How Smart Are Reasoning Models in 2025?

The Future of LLMs

How Smart Are Reasoning Models in 2025?

Watch the video!

Imagine you open ChatGPT and ask the old strawberry question: “How many R’s are in the word strawberry?”

Two years ago, the model would shrug, hallucinate, or — if you were lucky — guess correctly half the time. Today, with the shiny new “reasoning” models, you press Enter and watch the system think. You actually see it spelling s-t-r-a-w-b-e-r-r-y, counting the letters, and then calmly replying “three”. It feels almost magical, as if the model suddenly discovered arithmetic. Spoiler: it didn’t. It has just learned to spend more tokens before it answers you. And it can afford that luxury because the raw capacity underneath has already ballooned from the 117 M-parameter GPT-2 (1.5 B in its largest flavour) that munched on eight billion WebText tokens to trillion-parameter giants trained on roughly 15 trillion tokens — essentially the entire readable web — spread across clusters of tens of thousands of H100 GPUs.

That tiny detour is the heart of the newest wave in large-language-model research. For years, we lived by one rule — scaling laws. Principles where the more we push them to their limit, the better the results are. More model parameters plus more data equals more skills. Bigger bucket, bigger pile of internet, better performance. But buckets don’t grow forever: we’re scraping the bottom of the web, and GPUs are melting data-centre walls.
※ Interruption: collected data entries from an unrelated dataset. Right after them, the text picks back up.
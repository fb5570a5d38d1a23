use ratatui::{
    layout::{Alignment, Rect},
    style::Modifier,
    text::{Line, Span},
    widgets::{Block, BorderType, Borders, Paragraph},
    Frame,
};

use crate::tui::theme;
use crate::utils::format::format_degrees;
use crate::utils::qibla::compass_point;

fn arrow(bearing: f64) -> &'static str {
    const ARROWS: [&str; 8] = ["↑", "↗", "→", "↘", "↓", "↙", "←", "↖"];
    let idx = ((bearing.rem_euclid(360.0) + 22.5) / 45.0) as usize % 8;
    ARROWS[idx]
}

pub fn render(frame: &mut Frame, area: Rect, bearing: f64, title: &str) {
    let block = Block::default()
        .title(Span::styled(format!(" {} ", title), theme::accent()))
        .borders(Borders::ALL)
        .border_type(BorderType::Rounded)
        .border_style(ratatui::style::Style::default().fg(theme::BORDER))
        .style(theme::surface());

    let content = vec![
        Line::from(""),
        Line::from(vec![
            Span::styled(arrow(bearing), theme::sky().add_modifier(Modifier::BOLD)),
            Span::styled("  ", theme::dim()),
            Span::styled(format_degrees(bearing), theme::bold()),
            Span::styled(format!("  {}", compass_point(bearing)), theme::dim()),
        ]),
    ];

    let paragraph = Paragraph::new(content)
        .block(block)
        .alignment(Alignment::Center);
    frame.render_widget(paragraph, area);
}
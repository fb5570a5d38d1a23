use anyhow::{Context, Result};
use clap::Parser;
use rusqlite::Connection;

use vakit::cli::args::{Cli, Commands};
use vakit::cli::handlers;
use vakit::config::AppConfig;
use vakit::db::migrations::run_migrations;
use vakit::prayer_times::PrayerCalculator;

fn main() -> Result<()> {
    env_logger::init();

    let cli = Cli::parse();
    let mut config = AppConfig::load().context("Loading config")?;

    // Ensure data directory exists and open DB
    AppConfig::ensure_data_dir()?;
    let db_path = AppConfig::db_path()?;
    let conn = Connection::open(&db_path)
        .with_context(|| format!("Opening database at {:?}", db_path))?;

    conn.execute_batch("PRAGMA journal_mode=WAL;")?;
    run_migrations(&conn)?;

    match cli.command {
        Some(Commands::Times) => {
            handlers::handle_times(&conn, &config, config.salah.now()?)?;
        }
        Some(Commands::Qibla { lat, lng }) => {
            handlers::handle_qibla(&config, lat, lng)?;
        }
        Some(Commands::Locations { action }) => {
            handlers::handle_locations(&conn, &mut config, &action)?;
        }
        Some(Commands::Export {
            range,
            format,
            output,
        }) => {
            handlers::handle_export(&conn, &config, range, format, output.as_deref())?;
        }

        // No subcommand → launch TUI
        None => {
            // Warm the cache for the coming week
            let warmed = PrayerCalculator::from_config(&config.salah)
                .and_then(|calc| calc.ensure_cached(&conn, config.salah.now()?.date(), 7));
            if let Err(e) = warmed {
                log::warn!("could not pre-compute prayer times: {:#}", e);
            }
            vakit::tui::app::run(conn, config)?;
        }
    }

    Ok(())
}
use anyhow::{Result, anyhow};
use chrono::{Duration, NaiveDate};
use rusqlite::Connection;
use salah::prelude::*;

use crate::config::SalahConfig;
use crate::db::repository::{CacheRepo, MetaRepo};
use crate::models::{DailySchedule, PrayerName, PrayerSlot, utc_offset, validate_coordinates};

const CACHE_KEY: &str = "cache_location";

pub struct PrayerCalculator {
    pub lat: f64,
    pub lng: f64,
    pub method_str: String,
    pub madhab_str: String,
    pub tz_offset_minutes: i32,
}

impl PrayerCalculator {
    pub fn new(
        lat: f64,
        lng: f64,
        method: &str,
        madhab: &str,
        tz_offset_minutes: i32,
    ) -> Result<Self> {
        // Validate everything early
        validate_coordinates(lat, lng)?;
        parse_method(method)?;
        parse_madhab(madhab)?;
        utc_offset(tz_offset_minutes)?;
        Ok(Self {
            lat,
            lng,
            method_str: method.to_string(),
            madhab_str: madhab.to_string(),
            tz_offset_minutes,
        })
    }

    pub fn from_config(salah: &SalahConfig) -> Result<Self> {
        Self::new(
            salah.latitude,
            salah.longitude,
            &salah.calc_method,
            &salah.madhab,
            salah.timezone_offset,
        )
    }

    /// Identifies the inputs a cached row was computed from.
    fn fingerprint(&self) -> String {
        format!(
            "{:.4},{:.4},{},{},{}",
            self.lat, self.lng, self.method_str, self.madhab_str, self.tz_offset_minutes
        )
    }

    pub fn schedule_for_date(&self, date: NaiveDate) -> Result<DailySchedule> {
        let coords = Coordinates::new(self.lat, self.lng);
        let method = parse_method(&self.method_str)?;
        let madhab = parse_madhab(&self.madhab_str)?;
        let params = Configuration::with(method, madhab);

        let times = PrayerSchedule::new()
            .on(date)
            .for_location(coords)
            .with_configuration(params)
            .calculate()
            .map_err(|e| anyhow!("Prayer calculation failed: {}", e))?;

        let offset = utc_offset(self.tz_offset_minutes)?;

        let slot = |name: PrayerName, prayer: Prayer| {
            PrayerSlot::new(name, times.time(prayer).with_timezone(&offset).time())
        };

        DailySchedule::new(vec![
            slot(PrayerName::Fajr, Prayer::Fajr),
            slot(PrayerName::Sunrise, Prayer::Sunrise),
            slot(PrayerName::Dhuhr, Prayer::Dhuhr),
            slot(PrayerName::Asr, Prayer::Asr),
            slot(PrayerName::Maghrib, Prayer::Maghrib),
            slot(PrayerName::Isha, Prayer::Isha),
        ])
        .map_err(|e| anyhow!("{} on {}", e, date))
    }

    /// Drop cached rows computed for a different location or method.
    pub fn invalidate_stale_cache(&self, conn: &Connection) -> Result<()> {
        let fingerprint = self.fingerprint();
        if MetaRepo::get(conn, CACHE_KEY)?.as_deref() != Some(fingerprint.as_str()) {
            log::debug!("prayer time cache is stale, clearing");
            CacheRepo::clear_all(conn)?;
            MetaRepo::set(conn, CACHE_KEY, &fingerprint)?;
        }
        Ok(())
    }

    /// Ensure prayer_times_cache has entries for today through `days_ahead` days.
    pub fn ensure_cached(&self, conn: &Connection, today: NaiveDate, days_ahead: u32) -> Result<()> {
        self.invalidate_stale_cache(conn)?;
        for i in 0..=i64::from(days_ahead) {
            self.get_cached_or_compute(conn, today + Duration::days(i))?;
        }
        Ok(())
    }

    /// Get times from cache (or compute if missing) for a specific date.
    pub fn get_cached_or_compute(&self, conn: &Connection, date: NaiveDate) -> Result<DailySchedule> {
        let date_str = date.format("%Y-%m-%d").to_string();

        if let Some(cached) = CacheRepo::get_schedule_for_date(conn, &date_str)? {
            return Ok(cached);
        }

        let schedule = self.schedule_for_date(date)?;
        CacheRepo::store_schedule(conn, &date_str, &schedule)?;
        log::debug!("cached prayer times for {}", date_str);
        Ok(schedule)
    }

    /// Schedules for `days` consecutive days starting at `start`.
    pub fn schedules_for_range(
        &self,
        conn: &Connection,
        start: NaiveDate,
        days: u32,
    ) -> Result<Vec<(NaiveDate, DailySchedule)>> {
        self.invalidate_stale_cache(conn)?;
        (0..i64::from(days))
            .map(|i| {
                let date = start + Duration::days(i);
                Ok((date, self.get_cached_or_compute(conn, date)?))
            })
            .collect()
    }
}

fn parse_method(s: &str) -> Result<Method> {
    match s {
        "MuslimWorldLeague" => Ok(Method::MuslimWorldLeague),
        "Egyptian" => Ok(Method::Egyptian),
        "Karachi" => Ok(Method::Karachi),
        "UmmAlQura" => Ok(Method::UmmAlQura),
        "Dubai" => Ok(Method::Dubai),
        "MoonsightingCommittee" => Ok(Method::MoonsightingCommittee),
        "NorthAmerica" => Ok(Method::NorthAmerica),
        "Kuwait" => Ok(Method::Kuwait),
        "Qatar" => Ok(Method::Qatar),
        "Singapore" => Ok(Method::Singapore),
        "Tehran" => Ok(Method::Tehran),
        "Turkey" => Ok(Method::Turkey),
        "Other" => Ok(Method::Other),
        _ => Err(anyhow!("Unknown calculation method: '{}'", s)),
    }
}

fn parse_madhab(s: &str) -> Result<Madhab> {
    match s {
        "Hanafi" => Ok(Madhab::Hanafi),
        "Shafi" | "Shafi'i" => Ok(Madhab::Shafi),
        _ => Err(anyhow!("Unknown madhab: '{}'", s)),
    }
}

pub const CALC_METHODS: &[&str] = &[
    "MuslimWorldLeague",
    "Egyptian",
    "Karachi",
    "UmmAlQura",
    "Dubai",
    "MoonsightingCommittee",
    "NorthAmerica",
    "Kuwait",
    "Qatar",
    "Singapore",
    "Tehran",
    "Turkey",
    "Other",
];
It seems like we are going into what many researchers call a “pre-training plateau.”

So, instead of tackling the consciousness issue, researchers turned around and asked, “What if we can’t scale the model any further? Could we scale the answer time instead?”

And here, reasoning models were born: same neural guts, same weights, but a new inference-time scaling law — more compute after the user clicks send with the hypothesis that if the results are good enough, we, the users, will be fine with waiting a few seconds, minutes or even more.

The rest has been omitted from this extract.